Stored data entries:
>>>>>

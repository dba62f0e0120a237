//! Sample format conversion at the float boundary of the pipelines.
//!
//! Everything inside the crate runs on interleaved `i16`. Float audio is
//! normalized to [-1.0, 1.0]; planar audio is one slice per channel.

/// Converts one normalized float sample to 16-bit PCM.
///
/// Out-of-range input is clamped. Negative values scale by 32768 and
/// positive values by 32767 so that both ends of the range are reachable.
pub fn f32_to_i16(sample: f32) -> i16 {
    let s = sample.clamp(-1.0, 1.0);
    let scaled = if s < 0.0 { s * 32768.0 } else { s * 32767.0 };
    scaled.round() as i16
}

pub fn i16_to_f32(sample: i16) -> f32 {
    sample as f32 / 32768.0
}

pub fn f32_slice_to_i16(samples: &[f32]) -> Vec<i16> {
    samples.iter().map(|&s| f32_to_i16(s)).collect()
}

pub fn i16_slice_to_f32(samples: &[i16]) -> Vec<f32> {
    samples.iter().map(|&s| i16_to_f32(s)).collect()
}

/// Interleaves planar float channels into 16-bit PCM.
///
/// The shortest channel decides the frame count.
pub fn interleave_planar_f32(planes: &[&[f32]]) -> Vec<i16> {
    let frames = planes.iter().map(|p| p.len()).min().unwrap_or(0);
    let mut interleaved = Vec::with_capacity(frames * planes.len());
    for frame_idx in 0..frames {
        for plane in planes {
            interleaved.push(f32_to_i16(plane[frame_idx]));
        }
    }
    interleaved
}

/// Splits interleaved 16-bit PCM into one float plane per channel.
pub fn deinterleave_to_f32(samples: &[i16], channels: usize) -> Vec<Vec<f32>> {
    if channels == 0 {
        return Vec::new();
    }
    let frames = samples.len() / channels;
    let mut planes = vec![Vec::with_capacity(frames); channels];
    for frame in samples.chunks_exact(channels) {
        for (plane, &sample) in planes.iter_mut().zip(frame) {
            plane.push(i16_to_f32(sample));
        }
    }
    planes
}

#[cfg(test)]
mod tests {
    use super::*;

    #[test]
    fn test_f32_to_i16_clamps() {
        assert_eq!(f32_to_i16(1.5), 32767);
        assert_eq!(f32_to_i16(-2.0), -32768);
        assert_eq!(f32_to_i16(1.0), 32767);
        assert_eq!(f32_to_i16(-1.0), -32768);
        assert_eq!(f32_to_i16(0.0), 0);
    }

    #[test]
    fn test_f32_to_i16_rounds() {
        assert_eq!(f32_to_i16(0.5), 16384);
        assert_eq!(f32_to_i16(-0.5), -16384);
    }

    #[test]
    fn test_interleave_planar() {
        let left = [0.0, 0.5];
        let right = [-0.5, 1.0, 1.0];
        let interleaved = interleave_planar_f32(&[&left, &right]);
        assert_eq!(interleaved, vec![0, -16384, 16384, 32767]);
    }

    #[test]
    fn test_deinterleave() {
        let planes = deinterleave_to_f32(&[0, -16384, 16384, -32768], 2);
        assert_eq!(planes.len(), 2);
        assert_eq!(planes[0], vec![0.0, 0.5]);
        assert_eq!(planes[1], vec![-0.5, -1.0]);
    }
}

<<<<<

Your goal
Going back to the entries above, set down exactly the lines that begin at the one with "assert_eq!(f32_to_i16(-1.0), -32768);" and end at the one with "assert_eq!(planes[0], vec![0.0, 0.5]);", both included, and nothing else.

Reply
        assert_eq!(f32_to_i16(-1.0), -32768);
        assert_eq!(f32_to_i16(0.0), 0);
    }

    #[test]
    fn test_f32_to_i16_rounds() {
        assert_eq!(f32_to_i16(0.5), 16384);
        assert_eq!(f32_to_i16(-0.5), -16384);
    }

    #[test]
    fn test_interleave_planar() {
        let left = [0.0, 0.5];
        let right = [-0.5, 1.0, 1.0];
        let interleaved = interleave_planar_f32(&[&left, &right]);
        assert_eq!(interleaved, vec![0, -16384, 16384, 32767]);
    }

    #[test]
    fn test_deinterleave() {
        let planes = deinterleave_to_f32(&[0, -16384, 16384, -32768], 2);
        assert_eq!(planes.len(), 2);
        assert_eq!(planes[0], vec![0.0, 0.5]);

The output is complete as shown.